Correspondence to: Stefan Andreas Topp, MD, Department of General, Visceral and Pediatric Surgery, Heinrich-Heine-University, Düsseldorf, Moorenstrasse 5, 40225 Düsseldorf, Germany. stefan.topp@uni-duesseldorf.de
Telephone: +49-211-8117378 Fax: +49-211-8117359
Received: June 23, 2012
Revised: August 17, 2012
Accepted: August 26, 2012
Published online: November 28, 2012
Processing time: 148 Days and 4.5 Hours
Abstract

We report a case of an 84-year-old male patient with primary small intestinal angiosarcoma. The patient initially presented with anemia and melena. Consecutive endoscopy revealed no signs of upper or lower active gastrointestinal bleeding. The patient had been diagnosed 3 years previously with an aortic dilation, which was treated with a stent. Computed tomography suggested an aorto-intestinal fistula as the cause of the intestinal bleeding, leading to operative stent explantation and aortic replacement. However, an aorto-intestinal fistula was not found, and the intestinal bleeding did not arrest postoperatively. The constant need for blood transfusions made an exploratory laparotomy imperative, which showed multiple bleeding sites, predominately in the jejunal wall. A distal loop jejunostomy was conducted to contain the small intestinal bleeding and a segmental resection for histological evaluation was performed. The histological analysis revealed a less-differentiated tumor with characteristic CD31, cytokeratin, and vimentin expression, which led to the diagnosis of small intestinal angiosarcoma. Consequently, the infiltrated part of the jejunum was successfully resected in a subsequent operation, and adjuvant chemotherapy with paclitaxel was planned.
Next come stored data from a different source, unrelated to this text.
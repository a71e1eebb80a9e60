// src/state/event.rs

use super::node::NodeId;
use super::patch::PatchId;

/// Structural change notification queued on the patch that changed.
///
/// The editor drains these with `Patch::take_events` after each round
/// of mutations. Value edits do not appear here; the editor already
/// knows its own slider moves, and the revision counter covers cache
/// invalidation.
#[derive(Debug, Clone, PartialEq, Eq)]
pub enum PatchEvent {
    NodeAdded {
        node: NodeId,
    },
    NodeRemoved {
        node: NodeId,
    },
    Rewired {
        source: NodeId,
        dest: NodeId,
        param: &'static str,
    },
    Disconnected {
        node: NodeId,
        param: &'static str,
    },
    PatchRefSet {
        node: NodeId,
        param: &'static str,
        target: Option<PatchId>,
    },
}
Angiosarcoma of the small intestine is an extremely rare malignant neoplasm that presents with bleeding and high mortality. Early diagnosis and treatment are essential to improve outcome. A small intestinal angiosarcoma is a challenging diagnosis to make because of its rarity, nonspecific symptoms of altered intestinal function, nonspecific abdominal pain, severe melena, and acute abdominal signs. Therefore, a quick clinical and histological diagnosis and decisive measures including surgery and adjuvant chemotherapy should be the aim.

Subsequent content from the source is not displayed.